Keith_w wrote:Most of the wormholes mentioned, Basilic, Beowulf, Talbot etc., are at least several hours at FTL speeds away from an inhabitable system. Our solar system has a radius of 50AU or approximately 400 light minutes to the Kuiper cliff or 120 AU to the Heliopause or 1000 light minutes (1 AU=93 million miles, or the 8 minutes, 19 seconds that light takes to travel from the Sun to Earth) so this would tend to indicate to me that wormholes do not tend to form in solar systems, habitable or otherwise.
On the other hand, I always wondered why Grendalbane's location was known far and wide making it vulnerable to attack. It seems to me that if you are going to build a strategic resource out in the middle of nowhere you should a) keep the location a deep dark secret and b) protect it with defenses equivalent to those you would use on your home system. Instead, what we got was oooooh the big bad Havenites are here, lets run away and blow up our own stuff.

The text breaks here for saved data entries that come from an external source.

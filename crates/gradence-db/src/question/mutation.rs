use gradence_entity::question::{self, Entity as Question};
use sea_orm::{ActiveModelTrait, ActiveValue::NotSet, ColumnTrait, ConnectionTrait, DbErr, EntityTrait, QueryFilter, Set};

/// Field values of a question that is about to be stored.
#[derive(Debug, Clone, PartialEq, Eq)]
pub struct QuestionFields {
    pub prompt: String,
    pub r#type: String,
    pub conditions: Option<String>,
}

pub struct Mutation;

impl Mutation {
    /// Inserts the questions in the given order, numbering their positions from zero.
    pub async fn insert_questions<C: ConnectionTrait>(
        db: &C,
        exam_id: i64,
        questions: Vec<QuestionFields>,
    ) -> Result<Vec<question::Model>, DbErr> {
        let mut inserted = Vec::with_capacity(questions.len());
        for (position, fields) in questions.into_iter().enumerate() {
            let position = i32::try_from(position).map_err(|_| DbErr::Custom("too many questions".to_string()))?;
            let question = question::ActiveModel {
                id: NotSet,
                exam_id: Set(exam_id),
                position: Set(position),
                prompt: Set(fields.prompt),
                r#type: Set(fields.r#type),
                conditions: Set(fields.conditions),
            };
            inserted.push(question.insert(db).await?);
        }
        Ok(inserted)
    }

    pub async fn delete_questions_by_exam<C: ConnectionTrait>(db: &C, exam_id: i64) -> Result<u64, DbErr> {
        let res = Question::delete_many()
            .filter(question::Column::ExamId.eq(exam_id))
            .exec(db)
            .await?;
        Ok(res.rows_affected)
    }
}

All of the wormholes we've seen are located in the distant reaches of solar systems, inhabited or not. The Manticore junction is one of the more distant wormholes at something like 12 light hours from the primary - a distance greater than the distance between the primary and secondary stars in the system. Most are only a few light-hours away from the star, and IIRC the Torch wormhole is abnormally close to the star at under a light-hour. For reference, Pluto is about 5.5 light hours out.
Regardless, every known junction is linked to a star and moves with the star relative to the galactic orbit the star is in rather than staying stationary while the system moves away from it at ~500,000 miles an hour. There are no starless junctions like the Starfire universe has.